[What you should do]: What lines in the entries hold the string "push"? List them.

[Source material]:
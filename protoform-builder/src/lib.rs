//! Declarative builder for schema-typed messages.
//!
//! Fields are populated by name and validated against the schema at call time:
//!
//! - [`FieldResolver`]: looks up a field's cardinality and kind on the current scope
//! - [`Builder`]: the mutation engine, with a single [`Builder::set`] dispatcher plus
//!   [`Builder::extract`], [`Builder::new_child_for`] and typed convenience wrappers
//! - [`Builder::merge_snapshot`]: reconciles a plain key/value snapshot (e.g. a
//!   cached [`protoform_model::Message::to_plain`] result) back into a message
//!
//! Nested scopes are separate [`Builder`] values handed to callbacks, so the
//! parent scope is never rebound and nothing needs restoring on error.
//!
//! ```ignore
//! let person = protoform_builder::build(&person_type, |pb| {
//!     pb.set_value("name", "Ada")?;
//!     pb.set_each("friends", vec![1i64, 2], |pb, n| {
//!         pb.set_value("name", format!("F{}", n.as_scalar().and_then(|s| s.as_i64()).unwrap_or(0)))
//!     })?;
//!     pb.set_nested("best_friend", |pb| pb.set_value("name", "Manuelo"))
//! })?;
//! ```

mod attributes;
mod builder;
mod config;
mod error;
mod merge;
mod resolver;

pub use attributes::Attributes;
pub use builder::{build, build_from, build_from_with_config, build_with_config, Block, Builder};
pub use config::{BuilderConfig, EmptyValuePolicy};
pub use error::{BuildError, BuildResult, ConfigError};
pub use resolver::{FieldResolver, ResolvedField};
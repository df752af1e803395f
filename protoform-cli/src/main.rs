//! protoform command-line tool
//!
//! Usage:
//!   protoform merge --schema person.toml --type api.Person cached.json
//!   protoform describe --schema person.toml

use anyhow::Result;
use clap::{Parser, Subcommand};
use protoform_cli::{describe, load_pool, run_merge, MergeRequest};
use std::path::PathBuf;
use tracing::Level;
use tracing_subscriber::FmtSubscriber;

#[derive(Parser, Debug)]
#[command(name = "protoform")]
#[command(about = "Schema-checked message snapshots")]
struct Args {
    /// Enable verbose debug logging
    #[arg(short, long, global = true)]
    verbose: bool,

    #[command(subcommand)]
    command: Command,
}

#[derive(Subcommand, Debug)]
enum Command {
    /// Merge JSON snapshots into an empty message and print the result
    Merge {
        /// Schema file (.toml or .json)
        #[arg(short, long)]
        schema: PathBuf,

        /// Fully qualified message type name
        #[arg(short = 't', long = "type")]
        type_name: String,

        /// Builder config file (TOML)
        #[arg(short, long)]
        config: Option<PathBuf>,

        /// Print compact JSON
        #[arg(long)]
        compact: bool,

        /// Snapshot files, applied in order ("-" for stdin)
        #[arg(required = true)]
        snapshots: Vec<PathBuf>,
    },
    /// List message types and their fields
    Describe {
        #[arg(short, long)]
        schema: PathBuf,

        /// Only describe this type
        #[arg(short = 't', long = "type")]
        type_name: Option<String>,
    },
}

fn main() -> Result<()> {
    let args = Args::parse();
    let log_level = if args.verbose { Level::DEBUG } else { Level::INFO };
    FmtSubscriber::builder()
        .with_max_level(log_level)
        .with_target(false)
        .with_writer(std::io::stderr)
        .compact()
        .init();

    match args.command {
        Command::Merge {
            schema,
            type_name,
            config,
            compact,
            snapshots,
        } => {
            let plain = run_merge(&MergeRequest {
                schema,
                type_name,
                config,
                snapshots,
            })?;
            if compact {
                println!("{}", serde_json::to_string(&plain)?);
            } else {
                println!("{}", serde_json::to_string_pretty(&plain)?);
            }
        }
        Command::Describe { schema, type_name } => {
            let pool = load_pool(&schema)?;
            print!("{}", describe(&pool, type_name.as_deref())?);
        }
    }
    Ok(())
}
...
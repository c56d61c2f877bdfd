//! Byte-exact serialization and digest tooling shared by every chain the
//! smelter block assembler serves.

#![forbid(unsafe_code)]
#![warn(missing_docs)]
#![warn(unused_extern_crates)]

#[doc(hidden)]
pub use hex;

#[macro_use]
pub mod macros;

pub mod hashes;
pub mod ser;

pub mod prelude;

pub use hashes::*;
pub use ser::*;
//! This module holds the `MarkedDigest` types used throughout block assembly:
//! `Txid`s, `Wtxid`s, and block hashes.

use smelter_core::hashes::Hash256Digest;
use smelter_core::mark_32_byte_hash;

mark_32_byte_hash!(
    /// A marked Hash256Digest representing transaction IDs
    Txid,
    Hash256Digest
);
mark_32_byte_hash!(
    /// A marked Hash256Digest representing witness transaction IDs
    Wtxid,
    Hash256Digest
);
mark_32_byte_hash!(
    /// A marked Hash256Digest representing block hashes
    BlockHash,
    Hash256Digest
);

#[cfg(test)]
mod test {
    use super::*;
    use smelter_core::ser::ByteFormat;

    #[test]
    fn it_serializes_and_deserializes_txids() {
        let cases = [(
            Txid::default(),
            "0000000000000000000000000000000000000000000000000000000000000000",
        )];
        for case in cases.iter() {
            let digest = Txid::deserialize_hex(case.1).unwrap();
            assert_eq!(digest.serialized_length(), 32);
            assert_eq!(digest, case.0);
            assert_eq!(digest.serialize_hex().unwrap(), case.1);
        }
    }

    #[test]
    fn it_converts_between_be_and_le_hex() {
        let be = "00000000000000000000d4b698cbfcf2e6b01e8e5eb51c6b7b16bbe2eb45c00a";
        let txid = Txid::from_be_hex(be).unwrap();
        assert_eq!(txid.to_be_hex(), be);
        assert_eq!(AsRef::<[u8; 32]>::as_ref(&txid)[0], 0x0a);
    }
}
==
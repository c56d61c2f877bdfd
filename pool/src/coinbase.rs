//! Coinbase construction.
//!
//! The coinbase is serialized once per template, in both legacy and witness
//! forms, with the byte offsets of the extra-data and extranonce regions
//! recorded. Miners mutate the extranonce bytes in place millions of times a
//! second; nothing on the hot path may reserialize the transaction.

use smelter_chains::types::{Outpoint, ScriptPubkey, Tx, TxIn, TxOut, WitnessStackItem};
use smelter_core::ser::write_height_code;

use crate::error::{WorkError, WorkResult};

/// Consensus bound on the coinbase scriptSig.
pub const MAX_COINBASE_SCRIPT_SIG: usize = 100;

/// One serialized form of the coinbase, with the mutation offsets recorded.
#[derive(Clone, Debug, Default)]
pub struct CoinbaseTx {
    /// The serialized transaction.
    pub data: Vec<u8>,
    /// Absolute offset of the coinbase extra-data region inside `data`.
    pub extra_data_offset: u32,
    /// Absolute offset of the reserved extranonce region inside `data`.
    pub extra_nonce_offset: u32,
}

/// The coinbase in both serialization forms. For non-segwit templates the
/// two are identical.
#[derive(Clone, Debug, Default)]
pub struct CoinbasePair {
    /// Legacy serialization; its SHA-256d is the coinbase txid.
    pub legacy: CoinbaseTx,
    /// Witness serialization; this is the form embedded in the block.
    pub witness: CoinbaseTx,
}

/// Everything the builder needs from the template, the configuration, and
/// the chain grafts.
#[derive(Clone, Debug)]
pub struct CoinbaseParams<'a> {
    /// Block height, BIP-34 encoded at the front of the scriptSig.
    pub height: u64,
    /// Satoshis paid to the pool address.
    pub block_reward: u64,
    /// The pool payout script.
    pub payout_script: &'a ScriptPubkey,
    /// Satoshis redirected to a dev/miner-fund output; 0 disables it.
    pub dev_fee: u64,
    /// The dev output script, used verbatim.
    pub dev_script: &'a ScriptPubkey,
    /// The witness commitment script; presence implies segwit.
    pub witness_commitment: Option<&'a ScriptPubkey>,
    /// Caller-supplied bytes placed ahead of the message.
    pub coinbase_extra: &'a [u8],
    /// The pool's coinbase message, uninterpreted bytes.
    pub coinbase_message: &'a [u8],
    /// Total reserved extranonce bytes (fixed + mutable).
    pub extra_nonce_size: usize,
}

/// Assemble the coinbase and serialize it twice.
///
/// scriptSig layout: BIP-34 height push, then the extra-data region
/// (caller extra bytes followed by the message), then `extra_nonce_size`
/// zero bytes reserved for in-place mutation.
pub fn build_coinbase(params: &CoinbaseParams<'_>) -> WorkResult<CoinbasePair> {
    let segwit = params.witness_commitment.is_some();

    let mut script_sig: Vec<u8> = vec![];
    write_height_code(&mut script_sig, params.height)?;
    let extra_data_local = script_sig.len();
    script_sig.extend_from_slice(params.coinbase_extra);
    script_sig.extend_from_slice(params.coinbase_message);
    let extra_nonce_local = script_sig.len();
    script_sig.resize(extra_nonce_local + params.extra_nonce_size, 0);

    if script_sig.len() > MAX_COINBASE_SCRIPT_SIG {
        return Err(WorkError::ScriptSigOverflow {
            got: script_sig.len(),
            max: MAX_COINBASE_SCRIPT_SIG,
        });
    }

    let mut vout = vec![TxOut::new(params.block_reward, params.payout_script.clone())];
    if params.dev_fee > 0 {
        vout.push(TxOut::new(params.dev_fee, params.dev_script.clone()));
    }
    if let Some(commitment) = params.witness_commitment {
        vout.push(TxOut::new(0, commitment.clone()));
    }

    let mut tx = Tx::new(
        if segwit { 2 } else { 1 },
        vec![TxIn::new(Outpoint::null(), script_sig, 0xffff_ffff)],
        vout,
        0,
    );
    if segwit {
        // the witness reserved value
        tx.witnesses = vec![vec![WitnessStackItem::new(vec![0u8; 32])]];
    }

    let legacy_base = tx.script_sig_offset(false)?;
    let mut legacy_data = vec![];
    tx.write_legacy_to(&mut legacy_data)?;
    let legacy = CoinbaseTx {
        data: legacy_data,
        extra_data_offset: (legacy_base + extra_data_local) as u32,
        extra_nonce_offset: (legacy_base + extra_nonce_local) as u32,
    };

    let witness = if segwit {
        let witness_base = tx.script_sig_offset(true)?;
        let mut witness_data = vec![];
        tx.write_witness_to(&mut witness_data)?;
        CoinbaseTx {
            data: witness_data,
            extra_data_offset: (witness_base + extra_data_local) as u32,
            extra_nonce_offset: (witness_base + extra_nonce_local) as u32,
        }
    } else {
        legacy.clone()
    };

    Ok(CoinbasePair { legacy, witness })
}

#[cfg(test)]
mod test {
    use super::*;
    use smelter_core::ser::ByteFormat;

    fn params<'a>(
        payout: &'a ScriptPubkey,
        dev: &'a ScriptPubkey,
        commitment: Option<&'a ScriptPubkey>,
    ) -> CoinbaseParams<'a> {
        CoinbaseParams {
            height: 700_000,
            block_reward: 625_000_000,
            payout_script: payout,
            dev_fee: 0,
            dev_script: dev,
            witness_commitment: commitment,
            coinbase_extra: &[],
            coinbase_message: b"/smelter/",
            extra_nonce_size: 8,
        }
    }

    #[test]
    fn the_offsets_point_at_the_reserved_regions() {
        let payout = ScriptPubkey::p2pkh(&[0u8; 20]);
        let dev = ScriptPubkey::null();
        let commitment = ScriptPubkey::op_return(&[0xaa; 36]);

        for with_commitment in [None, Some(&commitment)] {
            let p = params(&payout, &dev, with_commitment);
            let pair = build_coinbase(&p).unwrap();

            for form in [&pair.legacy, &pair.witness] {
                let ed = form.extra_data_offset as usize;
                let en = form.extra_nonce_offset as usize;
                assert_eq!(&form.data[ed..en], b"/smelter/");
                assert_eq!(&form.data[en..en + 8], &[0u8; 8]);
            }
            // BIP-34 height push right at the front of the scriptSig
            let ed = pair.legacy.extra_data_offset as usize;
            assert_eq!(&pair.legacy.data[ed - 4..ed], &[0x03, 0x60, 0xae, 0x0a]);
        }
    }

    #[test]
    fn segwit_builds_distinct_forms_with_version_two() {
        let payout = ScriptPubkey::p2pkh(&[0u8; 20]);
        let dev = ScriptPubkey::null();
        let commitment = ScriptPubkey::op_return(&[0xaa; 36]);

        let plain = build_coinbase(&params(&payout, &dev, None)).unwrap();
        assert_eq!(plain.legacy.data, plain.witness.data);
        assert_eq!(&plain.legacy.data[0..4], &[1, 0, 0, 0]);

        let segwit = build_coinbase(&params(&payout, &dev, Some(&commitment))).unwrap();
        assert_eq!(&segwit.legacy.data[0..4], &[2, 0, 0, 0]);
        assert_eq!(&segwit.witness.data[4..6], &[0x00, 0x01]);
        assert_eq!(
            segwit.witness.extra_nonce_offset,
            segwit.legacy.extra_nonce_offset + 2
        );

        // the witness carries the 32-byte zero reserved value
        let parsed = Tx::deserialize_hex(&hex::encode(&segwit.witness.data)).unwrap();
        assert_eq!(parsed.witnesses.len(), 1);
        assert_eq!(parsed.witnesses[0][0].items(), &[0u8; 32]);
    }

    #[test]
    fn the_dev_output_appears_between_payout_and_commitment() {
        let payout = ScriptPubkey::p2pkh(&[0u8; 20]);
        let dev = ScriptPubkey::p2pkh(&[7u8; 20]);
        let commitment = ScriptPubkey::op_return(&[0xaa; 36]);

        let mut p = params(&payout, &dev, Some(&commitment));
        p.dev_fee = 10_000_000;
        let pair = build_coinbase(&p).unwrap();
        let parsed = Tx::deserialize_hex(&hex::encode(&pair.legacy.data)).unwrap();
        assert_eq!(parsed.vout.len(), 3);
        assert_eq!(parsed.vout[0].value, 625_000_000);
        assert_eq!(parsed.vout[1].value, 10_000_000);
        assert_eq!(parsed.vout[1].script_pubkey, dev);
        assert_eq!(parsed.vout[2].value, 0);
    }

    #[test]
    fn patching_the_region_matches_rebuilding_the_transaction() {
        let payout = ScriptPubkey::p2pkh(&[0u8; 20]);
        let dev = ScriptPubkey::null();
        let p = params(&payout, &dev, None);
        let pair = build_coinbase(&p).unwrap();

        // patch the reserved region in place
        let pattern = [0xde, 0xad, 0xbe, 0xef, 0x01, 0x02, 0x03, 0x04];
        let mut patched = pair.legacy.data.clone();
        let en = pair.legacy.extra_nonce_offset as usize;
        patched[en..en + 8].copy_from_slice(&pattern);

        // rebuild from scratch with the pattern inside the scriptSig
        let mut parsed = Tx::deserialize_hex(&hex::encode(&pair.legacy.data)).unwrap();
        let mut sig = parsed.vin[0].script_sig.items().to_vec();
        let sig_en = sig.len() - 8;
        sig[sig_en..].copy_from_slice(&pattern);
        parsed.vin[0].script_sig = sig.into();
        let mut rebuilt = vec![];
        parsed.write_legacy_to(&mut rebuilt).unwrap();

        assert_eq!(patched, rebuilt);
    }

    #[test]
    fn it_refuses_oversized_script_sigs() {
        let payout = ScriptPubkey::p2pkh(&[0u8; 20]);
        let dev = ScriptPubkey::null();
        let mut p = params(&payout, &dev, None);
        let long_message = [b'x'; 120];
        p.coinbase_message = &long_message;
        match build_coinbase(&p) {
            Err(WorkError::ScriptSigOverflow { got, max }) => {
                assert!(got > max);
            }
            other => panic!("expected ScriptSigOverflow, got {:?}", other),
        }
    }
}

[Answer to this problem]:
/// scriptSig layout: BIP-34 height push, then the extra-data region
        vout.push(TxOut::new(params.dev_fee, params.dev_script.clone()));
        vout.push(TxOut::new(0, commitment.clone()));
            // BIP-34 height push right at the front of the scriptSig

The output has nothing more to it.